[Prompt]
The line holding "web_sys::window()" and every line after it through the end of the entries below: retype these exactly and nothing more.

[The data]
----

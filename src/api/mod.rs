pub mod rejection;
pub mod routes;

pub use rejection::BodyRejection;
pub use routes::{create_router, ApiError, AppState};
//! Password hashing
//! Mission: Salted one-way hashes for stored credentials

use anyhow::{Context, Result};
use bcrypt::{hash, verify};

/// Hash a password with a fresh random salt.
pub fn hash_password(password: &str, cost: u32) -> Result<String> {
    hash(password, cost).context("Failed to hash password")
}

/// Check a password against a stored bcrypt hash.
///
/// A malformed hash counts as a mismatch.
pub fn verify_password(password: &str, password_hash: &str) -> bool {
    verify(password, password_hash).unwrap_or(false)
}
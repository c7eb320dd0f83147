//! Request logging middleware.
//!
//! Logs every HTTP request with method, path, status code, and latency.

use axum::{
    body::Body,
    extract::ConnectInfo,
    http::Request,
    middleware::Next,
    response::Response,
};
use std::net::SocketAddr;
use std::time::Instant;
use tracing::{info, warn};

/// Middleware that logs HTTP requests with timing information.
///
/// INFO for completed requests, WARN for 5xx. The client address is included
/// when the server runs with connect info; `/health` is skipped.
pub async fn request_logging(
    connect_info: Option<ConnectInfo<SocketAddr>>,
    request: Request<Body>,
    next: Next,
) -> Response {
    let method = request.method().clone();
    let path = request.uri().path().to_string();

    // Skip logging for health checks to reduce noise
    if path == "/health" {
        return next.run(request).await;
    }

    let client_ip = connect_info
        .map(|ConnectInfo(addr)| addr.ip().to_string())
        .unwrap_or_else(|| "-".to_string());

    let start = Instant::now();

    let response = next.run(request).await;

    let latency = start.elapsed();
    let status = response.status().as_u16();

    if status >= 500 {
        warn!(
            method = %method,
            path = %path,
            status = status,
            latency_ms = latency.as_millis(),
            client_ip = %client_ip,
            "Request failed (5xx)"
        );
    } else if status >= 400 {
        info!(
            method = %method,
            path = %path,
            status = status,
            latency_ms = latency.as_millis(),
            client_ip = %client_ip,
            "Request completed (4xx)"
        );
    } else {
        info!(
            method = %method,
            path = %path,
            status = status,
            latency_ms = latency.as_millis(),
            "Request completed"
        );
    }

    response
}

#[cfg(test)]
mod tests {
    use super::*;
    use axum::{http::StatusCode, middleware, routing::get, Router};
    use tower::ServiceExt;

    #[tokio::test]
    async fn test_passes_response_through() {
        let app = Router::new()
            .route("/ok", get(|| async { "fine" }))
            .route("/health", get(|| async { "OK" }))
            .layer(middleware::from_fn(request_logging));

        let ok = app
            .clone()
            .oneshot(Request::builder().uri("/ok").body(Body::empty()).unwrap())
            .await
            .unwrap();
        assert_eq!(ok.status(), StatusCode::OK);

        let missing = app
            .clone()
            .oneshot(Request::builder().uri("/nope").body(Body::empty()).unwrap())
            .await
            .unwrap();
        assert_eq!(missing.status(), StatusCode::NOT_FOUND);

        let health = app
            .oneshot(Request::builder().uri("/health").body(Body::empty()).unwrap())
            .await
            .unwrap();
        assert_eq!(health.status(), StatusCode::OK);
    }
}
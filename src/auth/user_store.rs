//! User Storage
//! Mission: Hold user accounts in memory for the life of the process

use crate::auth::models::User;
use crate::auth::password::{hash_password, verify_password};
use parking_lot::RwLock;
use std::collections::HashMap;
use tracing::info;

/// Registration failures
#[derive(Debug)]
pub enum CreateUserError {
    UsernameTaken,
    Hash(anyhow::Error),
}

impl std::fmt::Display for CreateUserError {
    fn fmt(&self, f: &mut std::fmt::Formatter<'_>) -> std::fmt::Result {
        match self {
            CreateUserError::UsernameTaken => write!(f, "Username already exists"),
            CreateUserError::Hash(e) => write!(f, "{e:#}"),
        }
    }
}

impl std::error::Error for CreateUserError {}

#[derive(Default)]
struct Inner {
    users: Vec<User>,
    by_username: HashMap<String, usize>,
}

/// Append-only user storage with a username index
pub struct UserStore {
    inner: RwLock<Inner>,
    bcrypt_cost: u32,
}

impl UserStore {
    pub fn new(bcrypt_cost: u32) -> Self {
        Self {
            inner: RwLock::new(Inner::default()),
            bcrypt_cost,
        }
    }

    /// Create a new user. Ids are sequential starting at 1.
    pub fn create_user(
        &self,
        username: &str,
        password: &str,
        role: &str,
    ) -> Result<User, CreateUserError> {
        if self.inner.read().by_username.contains_key(username) {
            return Err(CreateUserError::UsernameTaken);
        }

        // Hash outside the lock; bcrypt is slow on purpose.
        let password_hash =
            hash_password(password, self.bcrypt_cost).map_err(CreateUserError::Hash)?;

        let mut inner = self.inner.write();
        // Re-check: another registration may have won the race while hashing.
        if inner.by_username.contains_key(username) {
            return Err(CreateUserError::UsernameTaken);
        }

        let user = User {
            id: inner.users.len() as u64 + 1,
            username: username.to_string(),
            role: role.to_string(),
            password_hash,
        };

        let index = inner.users.len();
        inner.users.push(user.clone());
        inner.by_username.insert(user.username.clone(), index);

        info!("✅ Created user: {} ({})", user.username, user.role);

        Ok(user)
    }

    /// Get user by username
    pub fn get_user_by_username(&self, username: &str) -> Option<User> {
        let inner = self.inner.read();
        inner
            .by_username
            .get(username)
            .and_then(|&index| inner.users.get(index))
            .cloned()
    }

    /// Return the user if the password matches
    pub fn authenticate(&self, username: &str, password: &str) -> Option<User> {
        let user = self.get_user_by_username(username)?;
        verify_password(password, &user.password_hash).then_some(user)
    }

    pub fn len(&self) -> usize {
        self.inner.read().users.len()
    }

    pub fn is_empty(&self) -> bool {
        self.len() == 0
    }
}

#[cfg(test)]
mod tests {
    use super::*;
    use std::sync::Arc;

    fn create_test_store() -> UserStore {
        UserStore::new(4)
    }

    #[test]
    fn test_ids_are_sequential() {
        let store = create_test_store();

        let alice = store.create_user("alice", "pw123", "patient").unwrap();
        let bob = store.create_user("bob", "pw456", "doctor").unwrap();

        assert_eq!(alice.id, 1);
        assert_eq!(bob.id, 2);
        assert_eq!(store.len(), 2);
    }

    #[test]
    fn test_create_and_retrieve_user() {
        let store = create_test_store();
        assert!(store.is_empty());

        store.create_user("alice", "pw123", "patient").unwrap();

        let retrieved = store.get_user_by_username("alice").unwrap();
        assert_eq!(retrieved.username, "alice");
        assert_eq!(retrieved.role, "patient");
        assert_ne!(retrieved.password_hash, "pw123");

        assert!(store.get_user_by_username("nobody").is_none());
    }

    #[test]
    fn test_authenticate() {
        let store = create_test_store();
        store.create_user("alice", "pw123", "patient").unwrap();

        assert!(store.authenticate("alice", "pw123").is_some());
        assert!(store.authenticate("alice", "wrong").is_none());
        assert!(store.authenticate("nonexistent", "pw123").is_none());
    }

    #[test]
    fn test_duplicate_username_rejected() {
        let store = create_test_store();
        store.create_user("alice", "pw123", "patient").unwrap();

        let err = store.create_user("alice", "other", "doctor").unwrap_err();
        assert!(matches!(err, CreateUserError::UsernameTaken));

        // Original record untouched
        assert_eq!(store.len(), 1);
        assert!(store.authenticate("alice", "pw123").is_some());
    }

    #[test]
    fn test_concurrent_registration_assigns_unique_ids() {
        let store = Arc::new(create_test_store());

        let handles: Vec<_> = (0..8)
            .map(|i| {
                let store = store.clone();
                std::thread::spawn(move || {
                    store
                        .create_user(&format!("user{i}"), "pw", "patient")
                        .unwrap()
                        .id
                })
            })
            .collect();

        let mut ids: Vec<u64> = handles.into_iter().map(|h| h.join().unwrap()).collect();
        ids.sort_unstable();
        assert_eq!(ids, (1..=8).collect::<Vec<_>>());
    }
}
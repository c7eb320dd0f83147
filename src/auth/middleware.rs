//! Authentication Middleware
//! Mission: One gate in front of every protected endpoint

use crate::auth::{api::AuthState, models::User};
use axum::{
    extract::{Request, State},
    http::{header, HeaderMap, HeaderValue, StatusCode},
    middleware::Next,
    response::{IntoResponse, Response},
    Json,
};
use serde_json::json;
use tracing::warn;

/// Auth middleware: bearer token -> verified claims -> resolved user.
///
/// The resolved [`User`] is inserted into request extensions; handlers take
/// it with `Extension<User>`.
pub async fn auth_middleware(
    State(auth): State<AuthState>,
    mut req: Request,
    next: Next,
) -> Result<Response, AuthError> {
    let user = authorize(&auth, req.headers())?;

    req.extensions_mut().insert(user);

    Ok(next.run(req).await)
}

/// Run the gate against a set of request headers
pub fn authorize(auth: &AuthState, headers: &HeaderMap) -> Result<User, AuthError> {
    let token = bearer_token(headers).ok_or(AuthError::MissingToken)?;

    let claims = auth.jwt_handler.verify(token).map_err(|e| {
        warn!("Rejected bearer token: {}", e);
        AuthError::InvalidToken
    })?;

    auth.user_store
        .get_user_by_username(&claims.sub)
        .ok_or(AuthError::UserNotFound)
}

/// Extract the token from `Authorization: Bearer <token>`
///
/// Only a missing header or a non-Bearer scheme yields `None`. `Bearer` with
/// an empty token still counts as presented, so it fails verification (403)
/// rather than the missing-token check (401).
pub fn bearer_token(headers: &HeaderMap) -> Option<&str> {
    let value = headers.get(header::AUTHORIZATION)?.to_str().ok()?;
    let (scheme, token) = value.split_once(' ').unwrap_or((value, ""));
    if !scheme.eq_ignore_ascii_case("bearer") {
        return None;
    }
    Some(token)
}

/// Auth error types
#[derive(Debug, Clone, Copy, PartialEq, Eq)]
pub enum AuthError {
    InvalidCredentials,
    MissingToken,
    InvalidToken,
    UserNotFound,
}

impl AuthError {
    pub fn status(&self) -> StatusCode {
        match self {
            AuthError::InvalidCredentials | AuthError::MissingToken => StatusCode::UNAUTHORIZED,
            AuthError::InvalidToken => StatusCode::FORBIDDEN,
            AuthError::UserNotFound => StatusCode::NOT_FOUND,
        }
    }

    pub fn message(&self) -> &'static str {
        match self {
            AuthError::InvalidCredentials => "Incorrect username or password",
            AuthError::MissingToken => "Not authenticated",
            AuthError::InvalidToken => "Could not validate credentials",
            AuthError::UserNotFound => "User not found",
        }
    }
}

impl IntoResponse for AuthError {
    fn into_response(self) -> Response {
        let mut response =
            (self.status(), Json(json!({ "detail": self.message() }))).into_response();

        if self.status() == StatusCode::UNAUTHORIZED {
            response.headers_mut().insert(
                header::WWW_AUTHENTICATE,
                HeaderValue::from_static("Bearer"),
            );
        }

        response
    }
}
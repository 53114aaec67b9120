use std::rc::Rc;

use log::debug;

use super::language::DemoLanguage;
use super::media::{MediaEvent, MediaSurface};
use super::schedule::Scheduler;
use super::swap::{self, LoadedTrack, SwapQueue};
use super::volume;

/// Drives the media element once the player is mounted: start, language
/// swaps, and keeping the volume pinned.
///
/// Everything deferred (swap steps, the next-turn volume write) is held as
/// scheduler handles inside the controller, so dropping the controller on
/// unmount cancels all of it.
pub struct MediaController<M: MediaSurface, S: Scheduler> {
    media: M,
    scheduler: S,
    requested: DemoLanguage,
    track: Rc<LoadedTrack>,
    swap: Option<SwapQueue<S::Handle>>,
    volume_recheck: Option<S::Handle>,
}

impl<M, S> MediaController<M, S>
where
    M: MediaSurface + Clone + 'static,
    S: Scheduler,
{
    /// Loads `language` as a muted, looping teaser and starts it.
    pub fn new(media: M, scheduler: S, language: DemoLanguage) -> Self {
        media.set_muted(true);
        media.set_looping(true);
        media.set_source(&language.source_url());
        let mut controller = Self {
            media,
            scheduler,
            requested: language,
            track: Rc::new(LoadedTrack::new(language)),
            swap: None,
            volume_recheck: None,
        };
        controller.normalize_volume();
        if let Err(err) = controller.media.play() {
            debug!("teaser autoplay not allowed, showing poster: {}", err);
        }
        controller
    }

    /// Language whose source is on the element right now.
    pub fn loaded(&self) -> DemoLanguage {
        self.track.language.get()
    }

    /// Language of the most recent `switch_language` call.
    pub fn requested(&self) -> DemoLanguage {
        self.requested
    }

    pub fn start(&mut self) {
        self.media.set_looping(false);
        self.media.set_muted(false);
        self.normalize_volume();
        if let Err(err) = self.media.play() {
            debug!("autoplay not allowed, waiting for native controls: {}", err);
        }
    }

    /// Hot-swaps the audio language and returns the position the new source
    /// resumes from. A newer call cancels the unfinished steps of an older one.
    pub fn switch_language(&mut self, language: DemoLanguage) -> f64 {
        let position = self.media.current_time();
        self.requested = language;
        // Release the previous swap before its replacement touches the element.
        // An unfired load goes with it, so compare against what is loaded now.
        self.swap = None;
        let target = (language != self.track.language.get()).then_some(language);
        self.swap = Some(SwapQueue::run(
            &self.scheduler,
            &self.media,
            &self.track,
            swap::plan(position, target),
        ));
        position
    }

    pub fn on_media_event(&mut self, event: MediaEvent) {
        if event == MediaEvent::LoadedMetadata {
            if let Some(position) = self.track.pending_seek.take() {
                self.media.set_current_time(position);
            }
        }
        self.normalize_volume();
    }

    /// Pins the volume now and once more on the next turn of the event loop,
    /// after any late reset the browser applies during loading.
    fn normalize_volume(&mut self) {
        volume::pin(&self.media);
        let media = self.media.clone();
        self.volume_recheck = Some(self.scheduler.after(
            0,
            Box::new(move || {
                volume::pin(&media);
            }),
        ));
    }
}

#[cfg(test)]
mod tests {
    use super::*;
    use crate::showcase::testing::{FakeMedia, ManualTimers};
    use crate::showcase::volume::PINNED_VOLUME;

    fn mounted(language: DemoLanguage) -> (FakeMedia, ManualTimers, MediaController<FakeMedia, ManualTimers>) {
        let media = FakeMedia::default();
        media.nudge_volume(1.0);
        let timers = ManualTimers::default();
        let controller = MediaController::new(media.clone(), timers.clone(), language);
        (media, timers, controller)
    }

    fn close(a: f64, b: f64) -> bool {
        (a - b).abs() < 1e-6
    }

    #[test]
    fn mounting_loads_the_selected_language_muted() {
        let (media, _timers, controller) = mounted(DemoLanguage::Spanish);
        assert_eq!(media.source(), "/demo/es.mp4");
        assert!(media.muted());
        assert!(media.looping());
        assert_eq!(media.volume(), PINNED_VOLUME);
        assert_eq!(controller.loaded(), DemoLanguage::Spanish);
        assert_eq!(media.play_calls(), 1);
    }

    #[test]
    fn blocked_teaser_autoplay_is_swallowed() {
        let media = FakeMedia::default();
        media.reject_play(true);
        let controller = MediaController::new(media.clone(), ManualTimers::default(), DemoLanguage::English);
        assert_eq!(media.play_calls(), 1);
        assert_eq!(controller.loaded(), DemoLanguage::English);
    }

    #[test]
    fn start_unmutes_and_attempts_playback() {
        let (media, _timers, mut controller) = mounted(DemoLanguage::English);
        controller.start();
        assert!(!media.muted());
        assert!(!media.looping());
        assert_eq!(media.play_calls(), 2);
        assert_eq!(media.volume(), PINNED_VOLUME);
    }

    #[test]
    fn rejected_autoplay_is_swallowed() {
        let (media, _timers, mut controller) = mounted(DemoLanguage::English);
        media.reject_play(true);
        controller.start();
        assert_eq!(media.play_calls(), 2);
        assert!(!media.muted());
    }

    #[test]
    fn media_events_pin_volume_for_every_source() {
        for language in DemoLanguage::ALL {
            let (media, timers, mut controller) = mounted(DemoLanguage::English);
            controller.switch_language(language);
            timers.advance(350);
            for event in MediaEvent::ALL {
                media.nudge_volume(0.9);
                controller.on_media_event(event);
                assert_eq!(media.volume(), PINNED_VOLUME, "{:?} on {:?}", event, language);
            }
        }
    }

    #[test]
    fn late_reset_is_caught_on_next_turn() {
        let (media, timers, mut controller) = mounted(DemoLanguage::English);
        controller.on_media_event(MediaEvent::LoadedMetadata);
        // The browser resets volume after the handler returned.
        media.nudge_volume(1.0);
        timers.advance(0);
        assert_eq!(media.volume(), PINNED_VOLUME);
    }

    #[test]
    fn swap_preserves_position_for_every_language() {
        for language in DemoLanguage::ALL {
            let (media, timers, mut controller) = mounted(DemoLanguage::English);
            controller.start();
            media.set_current_time(12.3);
            let resumed_from = controller.switch_language(language);
            timers.advance(350);
            assert!(close(resumed_from, 12.3));
            assert!(close(media.current_time(), 12.3), "{:?}", language);
            assert_eq!(media.source(), language.source_url());
        }
    }

    #[test]
    fn swap_to_secondary_scenario() {
        let (media, timers, mut controller) = mounted(DemoLanguage::English);
        controller.start();
        media.set_current_time(12.3);
        controller.switch_language(DemoLanguage::Russian);
        assert_eq!(media.opacity(), 0.0);

        timers.advance(349);
        assert_eq!(media.opacity(), 0.0);
        timers.advance(1);
        assert_eq!(media.source(), "/demo/ru.mp4");
        assert!(close(media.current_time(), 12.3));
        assert_eq!(media.volume(), PINNED_VOLUME);
        assert_eq!(media.opacity(), 1.0);
    }

    #[test]
    fn metadata_reapplies_dropped_seek() {
        let (media, timers, mut controller) = mounted(DemoLanguage::English);
        media.set_current_time(30.0);
        controller.switch_language(DemoLanguage::Spanish);
        timers.advance(250);
        // A runtime that ignores seeks before metadata lands at zero.
        media.set_current_time(0.0);
        controller.on_media_event(MediaEvent::LoadedMetadata);
        assert!(close(media.current_time(), 30.0));

        // Consumed: later metadata events leave the position alone.
        media.set_current_time(45.0);
        controller.on_media_event(MediaEvent::LoadedMetadata);
        assert!(close(media.current_time(), 45.0));
    }

    #[test]
    fn reselecting_active_language_keeps_source() {
        let (media, timers, mut controller) = mounted(DemoLanguage::English);
        controller.start();
        media.set_current_time(5.0);
        controller.switch_language(DemoLanguage::English);
        assert_eq!(media.opacity(), 0.0);
        timers.advance(350);
        assert_eq!(media.loads(), 1);
        assert!(close(media.current_time(), 5.0));
        assert_eq!(media.opacity(), 1.0);
        assert_eq!(media.play_calls(), 3);
    }

    #[test]
    fn second_switch_within_50ms_wins() {
        let (media, timers, mut controller) = mounted(DemoLanguage::English);
        controller.start();
        media.set_current_time(8.0);
        controller.switch_language(DemoLanguage::Russian);
        timers.advance(50);
        controller.switch_language(DemoLanguage::Spanish);
        timers.advance(1_000);

        assert_eq!(controller.loaded(), DemoLanguage::Spanish);
        assert_eq!(media.source(), "/demo/es.mp4");
        assert_eq!(media.loads(), 2);
        assert!(close(media.current_time(), 8.0));
        assert_eq!(media.opacity(), 1.0);
        assert_eq!(timers.pending(), 0);
    }

    #[test]
    fn repeated_switch_to_same_language_still_loads_it() {
        let (media, timers, mut controller) = mounted(DemoLanguage::English);
        controller.start();
        media.set_current_time(8.0);
        controller.switch_language(DemoLanguage::Russian);
        timers.advance(50);
        controller.switch_language(DemoLanguage::Russian);
        assert_eq!(controller.requested(), DemoLanguage::Russian);
        assert_eq!(controller.loaded(), DemoLanguage::English);
        timers.advance(1_000);

        assert_eq!(controller.loaded(), DemoLanguage::Russian);
        assert_eq!(media.source(), "/demo/ru.mp4");
        assert_eq!(media.loads(), 2);
        assert!(close(media.current_time(), 8.0));
        assert_eq!(media.opacity(), 1.0);
        assert_eq!(timers.pending(), 0);
    }

    #[test]
    fn switch_after_load_to_same_language_keeps_source() {
        let (media, timers, mut controller) = mounted(DemoLanguage::English);
        controller.start();
        media.set_current_time(8.0);
        controller.switch_language(DemoLanguage::Russian);
        timers.advance(300);
        controller.switch_language(DemoLanguage::Russian);
        timers.advance(1_000);

        assert_eq!(media.source(), "/demo/ru.mp4");
        assert_eq!(media.loads(), 2);
        assert!(close(media.current_time(), 8.0));
        assert_eq!(media.opacity(), 1.0);
    }

    #[test]
    fn switching_back_before_load_keeps_original_source() {
        let (media, timers, mut controller) = mounted(DemoLanguage::English);
        controller.start();
        media.set_current_time(6.0);
        controller.switch_language(DemoLanguage::Spanish);
        timers.advance(100);
        controller.switch_language(DemoLanguage::English);
        timers.advance(1_000);

        assert_eq!(controller.loaded(), DemoLanguage::English);
        assert_eq!(media.source(), "/demo/en.mp4");
        assert_eq!(media.loads(), 1);
        assert!(close(media.current_time(), 6.0));
        assert_eq!(media.opacity(), 1.0);
        assert_eq!(timers.pending(), 0);
    }

    #[test]
    fn switching_back_after_load_restores_original_source() {
        let (media, timers, mut controller) = mounted(DemoLanguage::English);
        controller.start();
        media.set_current_time(6.0);
        controller.switch_language(DemoLanguage::Spanish);
        timers.advance(260);
        controller.switch_language(DemoLanguage::English);
        timers.advance(1_000);

        assert_eq!(controller.loaded(), DemoLanguage::English);
        assert_eq!(media.source(), "/demo/en.mp4");
        assert_eq!(media.loads(), 3);
        assert!(close(media.current_time(), 6.0));
    }

    #[test]
    fn dropping_controller_cancels_pending_work() {
        let (media, timers, mut controller) = mounted(DemoLanguage::English);
        media.set_current_time(3.0);
        controller.switch_language(DemoLanguage::Russian);
        assert!(timers.pending() > 0);
        drop(controller);
        assert_eq!(timers.pending(), 0);
        timers.advance(1_000);
        assert_eq!(media.source(), "/demo/en.mp4");
        assert_eq!(timers.now(), 1_000);
    }
}
use log::debug;
use thiserror::Error;
use wasm_bindgen::JsValue;
use wasm_bindgen_futures::{spawn_local, JsFuture};
use web_sys::{HtmlMediaElement, HtmlVideoElement};

#[derive(Debug, Error, PartialEq)]
pub enum MediaError {
    #[error("media element is no longer attached")]
    Detached,
    #[error("playback was rejected: {0}")]
    PlayRejected(String),
}

impl From<JsValue> for MediaError {
    fn from(value: JsValue) -> Self {
        MediaError::PlayRejected(value.as_string().unwrap_or_else(|| format!("{:?}", value)))
    }
}

/// Events the controller listens to on the media element.
#[derive(Clone, Copy, Debug, PartialEq, Eq)]
pub enum MediaEvent {
    LoadedMetadata,
    LoadedData,
    VolumeChange,
}

impl MediaEvent {
    pub const ALL: [MediaEvent; 3] = [
        MediaEvent::LoadedMetadata,
        MediaEvent::LoadedData,
        MediaEvent::VolumeChange,
    ];

    pub fn dom_name(self) -> &'static str {
        match self {
            MediaEvent::LoadedMetadata => "loadedmetadata",
            MediaEvent::LoadedData => "loadeddata",
            MediaEvent::VolumeChange => "volumechange",
        }
    }
}

/// The slice of `HTMLMediaElement` the player needs.
pub trait MediaSurface {
    fn current_time(&self) -> f64;
    fn set_current_time(&self, seconds: f64);
    fn volume(&self) -> f64;
    fn set_volume(&self, volume: f64);
    fn set_muted(&self, muted: bool);
    fn set_looping(&self, looping: bool);
    fn source(&self) -> String;
    /// Assigns a new source and asks the element to reload it.
    fn set_source(&self, url: &str);
    fn set_opacity(&self, opacity: f64);
    /// Starts playback. Rejections that arrive asynchronously are swallowed
    /// by the implementation; only synchronous failures are returned.
    fn play(&self) -> Result<(), MediaError>;
}

impl MediaSurface for HtmlVideoElement {
    fn current_time(&self) -> f64 {
        HtmlMediaElement::current_time(self)
    }

    fn set_current_time(&self, seconds: f64) {
        HtmlMediaElement::set_current_time(self, seconds);
    }

    fn volume(&self) -> f64 {
        HtmlMediaElement::volume(self)
    }

    fn set_volume(&self, volume: f64) {
        HtmlMediaElement::set_volume(self, volume);
    }

    fn set_muted(&self, muted: bool) {
        HtmlMediaElement::set_muted(self, muted);
    }

    fn set_looping(&self, looping: bool) {
        self.set_loop(looping);
    }

    fn source(&self) -> String {
        self.src()
    }

    fn set_source(&self, url: &str) {
        self.set_src(url);
        self.load();
    }

    fn set_opacity(&self, opacity: f64) {
        if let Err(err) = self.style().set_property("opacity", &opacity.to_string()) {
            debug!("could not set opacity {}: {:?}", opacity, err);
        }
    }

    fn play(&self) -> Result<(), MediaError> {
        if !self.is_connected() {
            return Err(MediaError::Detached);
        }
        let promise = HtmlMediaElement::play(self)?;
        spawn_local(async move {
            if let Err(err) = JsFuture::from(promise).await {
                debug!("{}", MediaError::from(err));
            }
        });
        Ok(())
    }
}

#[cfg(test)]
mod tests {
    use super::*;

    #[test]
    fn event_names_match_dom() {
        let names: Vec<_> = MediaEvent::ALL.iter().map(|e| e.dom_name()).collect();
        assert_eq!(names, ["loadedmetadata", "loadeddata", "volumechange"]);
    }

    #[test]
    fn errors_render_readably() {
        assert_eq!(
            MediaError::PlayRejected("NotAllowedError".into()).to_string(),
            "playback was rejected: NotAllowedError"
        );
        assert_eq!(MediaError::Detached.to_string(), "media element is no longer attached");
    }
}

#[cfg(all(test, target_arch = "wasm32"))]
mod wasm_tests {
    use super::*;
    use wasm_bindgen::JsCast;
    use wasm_bindgen_test::*;

    wasm_bindgen_test_configure!(run_in_browser);

    fn video() -> HtmlVideoElement {
        web_sys::window()
            .and_then(|w| w.document())
            .and_then(|d| d.create_element("video").ok())
            .and_then(|el| el.dyn_into::<HtmlVideoElement>().ok())
            .expect("video element")
    }

    #[wasm_bindgen_test]
    fn detached_element_refuses_to_play() {
        assert_eq!(MediaSurface::play(&video()), Err(MediaError::Detached));
    }

    #[wasm_bindgen_test]
    fn volume_and_opacity_reach_the_element() {
        let video = video();
        MediaSurface::set_volume(&video, 0.4);
        assert!((MediaSurface::volume(&video) - 0.4).abs() < 1e-6);
        video.set_opacity(0.0);
        assert_eq!(video.style().get_property_value("opacity").ok().as_deref(), Some("0"));
    }
}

----

[Response below]
        web_sys::window()
            .and_then(|w| w.document())
            .and_then(|d| d.create_element("video").ok())
            .and_then(|el| el.dyn_into::<HtmlVideoElement>().ok())
            .expect("video element")
    }

    #[wasm_bindgen_test]
    fn detached_element_refuses_to_play() {
        assert_eq!(MediaSurface::play(&video()), Err(MediaError::Detached));
    }

    #[wasm_bindgen_test]
    fn volume_and_opacity_reach_the_element() {
        let video = video();
        MediaSurface::set_volume(&video, 0.4);
        assert!((MediaSurface::volume(&video) - 0.4).abs() < 1e-6);
        video.set_opacity(0.0);
        assert_eq!(video.style().get_property_value("opacity").ok().as_deref(), Some("0"));
    }
}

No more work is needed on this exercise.